Online Program

Friday, February 19
CS16 Model Deployment and Diagnostics Fri, Feb 19, 3:45 PM - 5:15 PM
Emerald

Data Exploration, Model Diagnostics, and Visualization with R (303186)

*Till Bergmann, University of California, Merced 

Keywords: R, model diagnostics, linear regression, assumption checking, communication

In this talk, I will show how R can be used to both visually explore data and diagnose models. Often, summary statistics such as mean and standard deviation are used to explore data, however, visualization is commonly neglected. I will showcase examples such as bi-modality and zero-inflation where summary statistics fall short of describing the true nature of the underlying distribution. Furthermore, the consequences of such non-normal distributions will be analyzed with regards to linear models.

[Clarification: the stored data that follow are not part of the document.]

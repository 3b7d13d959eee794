use axum::extract::{Path, Request, State};
use axum::http::{HeaderMap, header};
use axum::middleware::Next;
use axum::response::{IntoResponse, Response};

use crate::error::ApiError;
use crate::state::AppState;

/// Middleware state binding a route to the permission it requires.
///
/// A permission is `<scope>:<action>` where scope is `i` (daemon-wide) or
/// `s` (one server).
#[derive(Clone)]
pub struct TokenGate {
    pub state: AppState,
    pub permission: &'static str,
}

impl TokenGate {
    pub fn new(state: &AppState, permission: &'static str) -> Self {
        Self {
            state: state.clone(),
            permission,
        }
    }
}

/// Validates `Authorization: Bearer <token>` for the gate's permission.
pub async fn auth_middleware(State(gate): State<TokenGate>, req: Request, next: Next) -> Response {
    match authorize(&gate.state.config.token, gate.permission, req.headers()) {
        Ok(()) => next.run(req).await,
        Err(e) => e.into_response(),
    }
}

fn authorize(token: &str, permission: &str, headers: &HeaderMap) -> Result<(), ApiError> {
    let presented = headers
        .get(header::AUTHORIZATION)
        .and_then(|v| v.to_str().ok())
        .and_then(|h| h.strip_prefix("Bearer "))
        .ok_or(ApiError::Unauthorized)?;

    let scope = permission.split(':').next().unwrap_or_default();
    if scope != "i" && scope != "s" {
        tracing::warn!(permission, "could not match a permission scope");
        return Err(ApiError::NotFound);
    }

    // The global token supersedes every scope.
    if presented == token {
        return Ok(());
    }

    tracing::warn!(permission, "no authorization source for non-global token");
    Err(ApiError::NotImplemented)
}

/// Rejects requests addressing a server that is not registered.
pub async fn server_exists(
    State(state): State<AppState>,
    Path(server): Path<String>,
    req: Request,
    next: Next,
) -> Response {
    if state.servers.contains(&server) {
        next.run(req).await
    } else {
        ApiError::NotFound.into_response()
    }
}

I will demonstrate how individual data points can influence and distort linear models, as well as present ways in R to test for such data points and check for violations of assumptions. The talk will help statisticians to better understand their data and communicate results to their clients and customers, as well as help them to detect and circumvent common statistical errors and choose the correct model for their data. The talk is meant as an introduction to data exploration and model diagnostics, and as a showcase for how to leverage R to apply these theoretical notions. Apart from base R, libraries such as ggplot2 and dplyr will be used. All code and data sets will be made available.